Frequently Asked Questions
What was India’s real GDP growth rate in 2025-26 according to the RBI report?
India’s real GDP grew at 7.6% in 2025-26.
How did headline CPI inflation perform in 2025-26?
Headline CPI inflation moderated sharply to 2.1% in 2025-26, largely due to food deflation.
What was the key monetary policy action regarding the repo rate?
The policy repo rate was cumulatively cut by 100 basis points to 5.25%.
What was the Cash Reserve Ratio (CRR) set at after the reduction?
The CRR was reduced by 100 bps to 3.0%.
How did the Current Account Deficit (CAD) fare during April-December 2025?
The CAD was contained at approximately 1.0% of GDP during this period.
What is the significance of the RBI’s balance sheet size at 26.4% of GDP?
This figure indicates an expansion of the central bank’s operations, including liquidity management, forex interventions, and asset revaluation.
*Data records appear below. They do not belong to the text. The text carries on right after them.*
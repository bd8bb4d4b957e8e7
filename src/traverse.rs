//! Accumulating over collections of validations
//!
//! - **`sequence`** turns an iterator of `Validated<T>` into a `Validated<Vec<T>>`.
//! - **`traverse`** maps a validating function over an iterator and sequences
//!   the results.
//!
//! Both visit every element and report every failure, in iteration order.
//!
//! # Examples
//!
//! ```
//! use validated::{traverse::traverse, Validated};
//!
//! fn digit(c: char) -> Validated<u32> {
//!     Validated::from_option_with(c.to_digit(10), || format!("'{c}' is not a digit"))
//! }
//!
//! assert_eq!(traverse("123".chars(), digit), Validated::valid(vec![1, 2, 3]));
//! assert_eq!(
//!     traverse("1a2b".chars(), digit).fold(|m| m.into_vec(), |_| vec![]),
//!     vec!["'a' is not a digit", "'b' is not a digit"],
//! );
//! ```

use crate::nonempty::Messages;
use crate::{Semigroup, Validated};

/// Collect a sequence of validations into one.
///
/// An empty input yields `Valid(vec![])`.
///
/// ```
/// use validated::{traverse::sequence, Validated};
///
/// let all = sequence(vec![Validated::valid(1), Validated::valid(2)]);
/// assert_eq!(all, Validated::valid(vec![1, 2]));
/// ```
pub fn sequence<T, I>(iter: I) -> Validated<Vec<T>>
where
    I: IntoIterator<Item = Validated<T>>,
{
    let mut values = Vec::new();
    let mut failures: Option<Messages> = None;

    for validated in iter {
        match validated {
            Validated::Valid(value) => values.push(value),
            Validated::Invalid(messages) => {
                failures = Some(match failures.take() {
                    Some(previous) => previous.combine(messages),
                    None => messages,
                });
            }
        }
    }

    match failures {
        Some(messages) => Validated::Invalid(messages),
        None => Validated::Valid(values),
    }
}

/// Validate every element with `f`, collecting the results.
pub fn traverse<T, U, F, I>(iter: I, f: F) -> Validated<Vec<U>>
where
    I: IntoIterator<Item = T>,
    F: FnMut(T) -> Validated<U>,
{
    sequence(iter.into_iter().map(f))
}

impl<T> FromIterator<Validated<T>> for Validated<Vec<T>> {
    fn from_iter<I: IntoIterator<Item = Validated<T>>>(iter: I) -> Self {
        sequence(iter)
    }
}
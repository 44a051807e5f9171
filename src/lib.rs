//! # code-assist
//!
//! Explain, generate and translate code snippets with language models.
//!
//! ## Features
//!
//! - Source language detection through a remote classifier
//! - Per-task model selection for Ollama and OpenAI-compatible backends
//! - Robust extraction of code from fenced model output
//!
//! ## Quick Start
//!
//! ```rust
//! use code_assist::assist::extract_code;
//!
//! let code = extract_code("```python\nprint(1)\n```", None).unwrap();
//! assert_eq!(code, "print(1)");
//! ```

#![warn(missing_docs)]
#![warn(clippy::all)]
#![deny(unsafe_code)]

pub mod assist;
pub mod cli;
pub mod config;
pub mod utils;

pub use crate::cli::Cli;

/// The current version of code-assist.
pub const VERSION: &str = env!("CARGO_PKG_VERSION");
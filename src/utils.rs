//! Utility functions and helpers.

pub mod settings;

pub use settings::Settings;
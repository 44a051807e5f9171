//! Configuration-related CLI commands.

use anyhow::Result;
use clap::{Parser, Subcommand};

use crate::config::AssistConfig;
use crate::utils::Settings;

/// Configuration operations.
#[derive(Parser)]
pub struct ConfigCommand {
    /// Configuration subcommand to execute.
    #[command(subcommand)]
    pub command: ConfigSubcommands,
}

/// Configuration subcommands.
#[derive(Subcommand)]
pub enum ConfigSubcommands {
    /// Shows the effective configuration.
    Show(ShowCommand),
}

/// Show command options.
#[derive(Parser)]
pub struct ShowCommand {}

impl ConfigCommand {
    /// Executes the config command.
    pub fn execute(self) -> Result<()> {
        match self.command {
            ConfigSubcommands::Show(show_cmd) => show_cmd.execute(),
        }
    }
}

impl ShowCommand {
    /// Executes the show command.
    pub fn execute(self) -> Result<()> {
        let settings_path = Settings::get_settings_path()?;
        let config = AssistConfig::load()?;

        eprintln!("# settings file: {}", settings_path.display());
        println!("{}", serde_json::to_string_pretty(&config)?);
        Ok(())
    }
}
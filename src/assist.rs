//! Model-output extraction and task orchestration.

pub mod ai;
pub mod detector;
pub mod error;
pub mod extract;
pub mod language;
pub mod prompts;
pub mod registry;
pub mod tasks;

#[cfg(test)]
pub(crate) mod test_utils;

pub use ai::ollama::OllamaAiClient;
pub use ai::openai::OpenAiAiClient;
pub use ai::{AiClient, AiClientMetadata};
pub use detector::{HttpLanguageDetector, LanguageDetector};
pub use error::{AssistError, DetectionError, ExtractionError, ModelError};
pub use extract::{extract_code, passthrough};
pub use language::LanguageLabel;
pub use registry::{ModelBindings, ModelHandle, ModelRegistry, TaskKind};
pub use tasks::{CodeAssistant, Explanation, GeneratedCode, TaskRequest, TaskResult, Translation};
What were the main drivers of economic growth in 2025-26?
Robust household demand and sustained investment were the primary drivers of economic growth.
What progress has been made in financial inclusion?
The Financial Inclusion Index rose, with significant advancements in digital onboarding and increased access to basic savings accounts.
What were the key developments in the external sector?
The goods trade deficit widened, but services exports and remittances helped manage the current account deficit. India also strengthened its trade ties with new FTAs.
What is the outlook for India’s GDP growth in 2026-27?
The projected real GDP growth for 2026-27 is 6.9%, though downside risks exist.